## INSTRUCTIONS TO FOLLOW
What is needed is an exact retyping of the records below, from the first line through the line that contains "use tokio_util::sync::CancellationToken;".

## INFORMATION SUPPLIED

//! Job manager: the engine's public face.
//!
//! Owns every job, exposes start/status/cancel, and hands each new job to
//! the batch scheduler on its own task. Status reads are snapshot copies, so
//! repeated polling has no side effects.

use std::collections::HashMap;
use std::sync::{Arc, RwLock};
use std::time::Duration;

use chrono::{TimeDelta, Utc};
use tokio_util::sync::CancellationToken;
use tokio_util::task::TaskTracker;
use uuid::Uuid;

use crate::config::{EngineConfig, JobConfig};
use crate::error::AppError;
use crate::identity::{IdentityRotator, IdentityStats};
use crate::image::ImagePipeline;
use crate::job::{Job, JobCounts, JobHandle, JobSnapshot, JobState, JobSummary};
use crate::rate::{RateController, RateStats};
use crate::reporter::{JobEvent, JobReporter};
use crate::request::ScrapeRequest;
use crate::scheduler::BatchScheduler;
use crate::traits::{ImageFetcher, ImageStore, ProductStore, SourceAdapter, SourceRegistry};

type JobMap = HashMap<Uuid, Arc<JobHandle>>;

pub struct JobManager<A, S, F, I>
where
    A: SourceAdapter,
    S: ProductStore,
    F: ImageFetcher,
    I: ImageStore,
{
    config: JobConfig,
    sources: SourceRegistry<A>,
    scheduler: Arc<BatchScheduler<S, F, I>>,
    identities: IdentityRotator,
    rate: RateController,
    jobs: Arc<RwLock<JobMap>>,
    runs: TaskTracker,
    reporter: Arc<dyn JobReporter>,
}

impl<A, S, F, I> JobManager<A, S, F, I>
where
    A: SourceAdapter,
    S: ProductStore,
    F: ImageFetcher,
    I: ImageStore,
{
    pub fn new(
        config: EngineConfig,
        sources: SourceRegistry<A>,
        store: S,
        image_fetcher: F,
        image_store: I,
        reporter: Arc<dyn JobReporter>,
    ) -> Self {
        let identities = IdentityRotator::new(config.identity.clone());
        let rate = RateController::new(config.rate.clone());
        let images = ImagePipeline::new(
            image_fetcher,
            image_store,
            store.clone(),
            config.image.clone(),
            reporter.clone(),
        );
        let scheduler = BatchScheduler::new(
            &config,
            rate.clone(),
            identities.clone(),
            store,
            images,
            reporter.clone(),
        );

        Self {
            config: config.job,
            sources,
            scheduler: Arc::new(scheduler),
            identities,
            rate,
            jobs: Arc::new(RwLock::new(HashMap::new())),
            runs: TaskTracker::new(),
            reporter,
        }
    }

    fn read_jobs(&self) -> std::sync::RwLockReadGuard<'_, JobMap> {
        self.jobs.read().unwrap_or_else(|poisoned| {
            tracing::warn!("Recovered from poisoned job map lock");
            poisoned.into_inner()
        })
    }

    fn write_jobs(&self) -> std::sync::RwLockWriteGuard<'_, JobMap> {
        self.jobs.write().unwrap_or_else(|poisoned| {
            tracing::warn!("Recovered from poisoned job map lock");
            poisoned.into_inner()
        })
    }

    fn handle(&self, id: Uuid) -> Result<Arc<JobHandle>, AppError> {
        self.read_jobs()
            .get(&id)
            .cloned()
            .ok_or(AppError::JobNotFound(id))
    }

    /// Validate `request`, create its job and start scraping in the
    /// background. Returns as soon as the job is RUNNING.
    ///
    /// Must be called from within a Tokio runtime.
    pub fn start(&self, request: ScrapeRequest) -> Result<Uuid, AppError> {
        request.validate(self.config.max_items_ceiling)?;
        let adapter = self.sources.resolve(&request.source)?.clone();

        let handle = Arc::new(JobHandle::new(Job::new(request)));
        let id = handle.read(|j| j.id);
        self.write_jobs().insert(id, handle.clone());

        handle.write(|j| j.transition(JobState::Running));

        let scheduler = self.scheduler.clone();
        let run = handle.clone();
        let runner = tokio::spawn(async move { scheduler.run(run, adapter).await });

        let watched = handle.clone();
        self.runs.spawn(async move {
            if let Err(e) = runner.await {
                tracing::error!(job_id = %id, error = %e, "Scheduler task failed");
                watched.write(|j| {
                    j.record_unit_failure(format!("scheduler task failed: {e}"));
                    let target = if j.state == JobState::Cancelling {
                        JobState::Cancelled
                    } else {
                        JobState::Failed
                    };
                    j.transition(target);
                });
            }
        });

        Ok(id)
    }

    /// Read-only copy of a job's current state and results.
    pub fn status(&self, id: Uuid) -> Result<JobSnapshot, AppError> {
        Ok(self.handle(id)?.snapshot())
    }

    /// Request cancellation. Cancelling a terminal job is a no-op.
    ///
    /// Returns the job's state after the call.
    pub fn cancel(&self, id: Uuid) -> Result<JobState, AppError> {
        let handle = self.handle(id)?;
        let (requested, state) = handle.write(|j| {
            let requested = match j.state {
                JobState::Pending => j.transition(JobState::Cancelled),
                JobState::Running => j.transition(JobState::Cancelling),
                _ => false,
            };
            (requested, j.state)
        });
        if requested {
            self.reporter.report(JobEvent::CancelRequested { job_id: id });
        }
        handle.cancel_token().cancel();
        Ok(state)
    }

    /// Most recent jobs first, optionally restricted to one state.
    pub fn list(&self, state: Option<JobState>, limit: usize) -> Vec<JobSummary> {
        let mut summaries: Vec<JobSummary> = self
            .read_jobs()
            .values()
            .map(|h| h.read(Job::summary))
            .filter(|s| state.is_none_or(|wanted| s.state == wanted))
            .collect();
        summaries.sort_by(|a, b| b.created_at.cmp(&a.created_at));
        summaries.truncate(limit);
        summaries
    }

    pub fn counts(&self) -> JobCounts {
        let mut counts = JobCounts::default();
        for handle in self.read_jobs().values() {
            counts.add(handle.state());
        }
        counts
    }

    /// Drop terminal jobs whose retention window has passed.
    pub fn purge_expired(&self) -> usize {
        let retention = TimeDelta::from_std(self.config.retention).unwrap_or(TimeDelta::MAX);
        let now = Utc::now();

        let mut jobs = self.write_jobs();
        let before = jobs.len();
        jobs.retain(|_, handle| {
            handle.read(|j| match (j.state.is_terminal(), j.completed_at) {
                (true, Some(done)) => now - done < retention,
                _ => true,
            })
        });
        let purged = before - jobs.len();
        drop(jobs);

        if purged > 0 {
            self.reporter.report(JobEvent::JobsPurged { count: purged });
        }
        purged
    }

    /// Purge expired jobs every `janitor_interval` until cancelled.
    pub async fn run_janitor(&self, cancel_token: CancellationToken) {
        let mut interval = tokio::time::interval(self.config.janitor_interval);
        interval.set_missed_tick_behavior(tokio::time::MissedTickBehavior::Delay);
        loop {
            tokio::select! {
                _ = interval.tick() => {
                    self.purge_expired();
                }
                () = cancel_token.cancelled() => break,
            }
        }
    }

    /// Cancel every active job and wait for their runs and image
    /// hydration to wind down.
    pub async fn shutdown(&self) {
        let counts = self.counts();
        if counts.active() > 0 {
            tracing::info!(active = counts.active(), "Cancelling active jobs");
        }
        let active: Vec<Uuid> = self
            .read_jobs()
            .iter()
            .filter(|(_, h)| !h.state().is_terminal())
            .map(|(id, _)| *id)
            .collect();
        for id in active {
            let _ = self.cancel(id);
        }

        self.runs.close();
        self.runs.wait().await;
        let pending_images = self.pending_images();
        if pending_images > 0 {
            tracing::info!(pending_images, "Waiting for image hydration");
        }
        self.scheduler.images().drain().await;
        tracing::info!("Job manager shut down");
    }

    /// Wait until a job reaches a terminal state, polling its snapshot.
    pub async fn wait_for(&self, id: Uuid, poll: Duration) -> Result<JobSnapshot, AppError> {
        loop {
            let snapshot = self.status(id)?;
            if snapshot.summary.state.is_terminal() {
                return Ok(snapshot);
            }
            tokio::time::sleep(poll).await;
        }
    }

    /// Wait for pending image hydration to finish.
    pub async fn wait_for_images(&self) {
        self.scheduler.images().drain().await;
    }

    /// Image hydration tasks still in flight, across all jobs.
    pub fn pending_images(&self) -> usize {
        self.scheduler.images().pending()
    }

    pub fn identity_stats(&self) -> Vec<IdentityStats> {
        self.identities.stats()
    }

    /// Identities that have not been retired.
    pub fn usable_identities(&self) -> usize {
        self.identities.usable_count()
    }

    pub fn rate_stats(&self) -> Vec<RateStats> {
        self.rate.stats()
    }

    pub fn sources(&self) -> Vec<String> {
        self.sources.names()
    }
}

## OUTPUT FOR THIS EXERCISE
//! Job manager: the engine's public face.
//!
//! Owns every job, exposes start/status/cancel, and hands each new job to
//! the batch scheduler on its own task. Status reads are snapshot copies, so
//! repeated polling has no side effects.

use std::collections::HashMap;
use std::sync::{Arc, RwLock};
use std::time::Duration;

use chrono::{TimeDelta, Utc};
use tokio_util::sync::CancellationToken;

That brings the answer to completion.